DATA RECORDS: Begin

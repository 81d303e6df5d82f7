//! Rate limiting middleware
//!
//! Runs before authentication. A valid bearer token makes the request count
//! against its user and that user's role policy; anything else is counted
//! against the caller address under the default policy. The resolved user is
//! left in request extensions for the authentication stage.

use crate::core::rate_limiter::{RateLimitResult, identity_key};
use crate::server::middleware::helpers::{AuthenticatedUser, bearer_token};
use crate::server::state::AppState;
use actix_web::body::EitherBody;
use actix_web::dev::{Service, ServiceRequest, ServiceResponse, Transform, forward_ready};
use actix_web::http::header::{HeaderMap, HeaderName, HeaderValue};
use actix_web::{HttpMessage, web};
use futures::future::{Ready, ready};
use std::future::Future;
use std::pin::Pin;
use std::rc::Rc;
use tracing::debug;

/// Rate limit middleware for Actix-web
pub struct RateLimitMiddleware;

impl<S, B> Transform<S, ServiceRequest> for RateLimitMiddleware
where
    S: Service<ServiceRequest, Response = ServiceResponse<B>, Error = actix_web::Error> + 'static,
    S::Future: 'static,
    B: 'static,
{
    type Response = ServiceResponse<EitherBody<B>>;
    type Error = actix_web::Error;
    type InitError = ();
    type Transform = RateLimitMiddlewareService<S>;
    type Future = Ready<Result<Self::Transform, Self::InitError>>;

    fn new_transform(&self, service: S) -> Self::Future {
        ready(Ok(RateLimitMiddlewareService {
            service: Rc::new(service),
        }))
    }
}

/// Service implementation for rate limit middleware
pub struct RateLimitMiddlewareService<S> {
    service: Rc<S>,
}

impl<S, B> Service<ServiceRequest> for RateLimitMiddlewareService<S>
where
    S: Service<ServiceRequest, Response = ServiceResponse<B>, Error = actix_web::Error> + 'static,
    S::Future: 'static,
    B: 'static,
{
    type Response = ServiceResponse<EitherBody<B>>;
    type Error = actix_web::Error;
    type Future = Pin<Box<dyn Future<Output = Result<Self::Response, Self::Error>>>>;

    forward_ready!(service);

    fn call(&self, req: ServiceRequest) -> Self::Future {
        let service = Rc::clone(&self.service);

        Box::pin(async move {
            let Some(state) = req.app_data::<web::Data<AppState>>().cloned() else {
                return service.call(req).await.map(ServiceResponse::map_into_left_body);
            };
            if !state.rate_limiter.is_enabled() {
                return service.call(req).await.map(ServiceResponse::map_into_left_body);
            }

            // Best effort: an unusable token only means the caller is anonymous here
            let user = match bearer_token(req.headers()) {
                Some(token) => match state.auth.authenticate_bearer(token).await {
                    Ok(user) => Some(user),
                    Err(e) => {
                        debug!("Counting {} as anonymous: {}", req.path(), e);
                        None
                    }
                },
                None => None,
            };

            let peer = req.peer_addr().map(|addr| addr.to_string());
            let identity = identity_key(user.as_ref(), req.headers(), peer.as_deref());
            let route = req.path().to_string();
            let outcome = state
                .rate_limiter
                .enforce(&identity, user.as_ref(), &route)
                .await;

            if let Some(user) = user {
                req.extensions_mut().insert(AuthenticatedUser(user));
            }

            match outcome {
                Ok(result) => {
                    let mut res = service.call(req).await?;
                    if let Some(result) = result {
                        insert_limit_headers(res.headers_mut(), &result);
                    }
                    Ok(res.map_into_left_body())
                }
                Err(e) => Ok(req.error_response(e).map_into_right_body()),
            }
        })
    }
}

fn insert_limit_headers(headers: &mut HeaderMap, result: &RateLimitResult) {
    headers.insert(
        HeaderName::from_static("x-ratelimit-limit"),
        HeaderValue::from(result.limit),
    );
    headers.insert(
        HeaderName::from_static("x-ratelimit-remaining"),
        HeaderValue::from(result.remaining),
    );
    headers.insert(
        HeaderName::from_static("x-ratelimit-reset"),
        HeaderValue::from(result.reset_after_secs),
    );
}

DATA RECORDS: End
DATA RECORDS: Begin

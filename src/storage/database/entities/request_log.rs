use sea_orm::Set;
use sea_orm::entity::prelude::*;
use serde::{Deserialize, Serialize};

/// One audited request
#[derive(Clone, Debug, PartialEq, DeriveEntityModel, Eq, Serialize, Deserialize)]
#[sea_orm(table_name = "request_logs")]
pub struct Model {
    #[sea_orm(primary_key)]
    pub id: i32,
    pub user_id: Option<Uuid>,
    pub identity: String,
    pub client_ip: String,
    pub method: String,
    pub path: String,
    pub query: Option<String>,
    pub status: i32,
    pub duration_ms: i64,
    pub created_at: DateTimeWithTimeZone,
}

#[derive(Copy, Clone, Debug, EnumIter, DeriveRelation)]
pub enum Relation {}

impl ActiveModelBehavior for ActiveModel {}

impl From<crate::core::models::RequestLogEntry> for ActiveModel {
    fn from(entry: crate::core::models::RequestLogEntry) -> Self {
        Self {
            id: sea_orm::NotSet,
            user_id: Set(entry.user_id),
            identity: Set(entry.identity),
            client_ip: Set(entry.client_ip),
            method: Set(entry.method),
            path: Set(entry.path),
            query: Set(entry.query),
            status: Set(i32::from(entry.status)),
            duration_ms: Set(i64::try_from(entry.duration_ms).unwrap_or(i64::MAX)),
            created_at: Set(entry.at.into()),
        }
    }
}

DATA RECORDS: End

**ABOUT THIS TASK:**
From the entries, copy every line in which the word "HeaderValue" occurs.

**YOUR RESPONSE:**
use actix_web::http::header::{HeaderMap, HeaderName, HeaderValue};
        HeaderValue::from(result.limit),
        HeaderValue::from(result.remaining),
        HeaderValue::from(result.reset_after_secs),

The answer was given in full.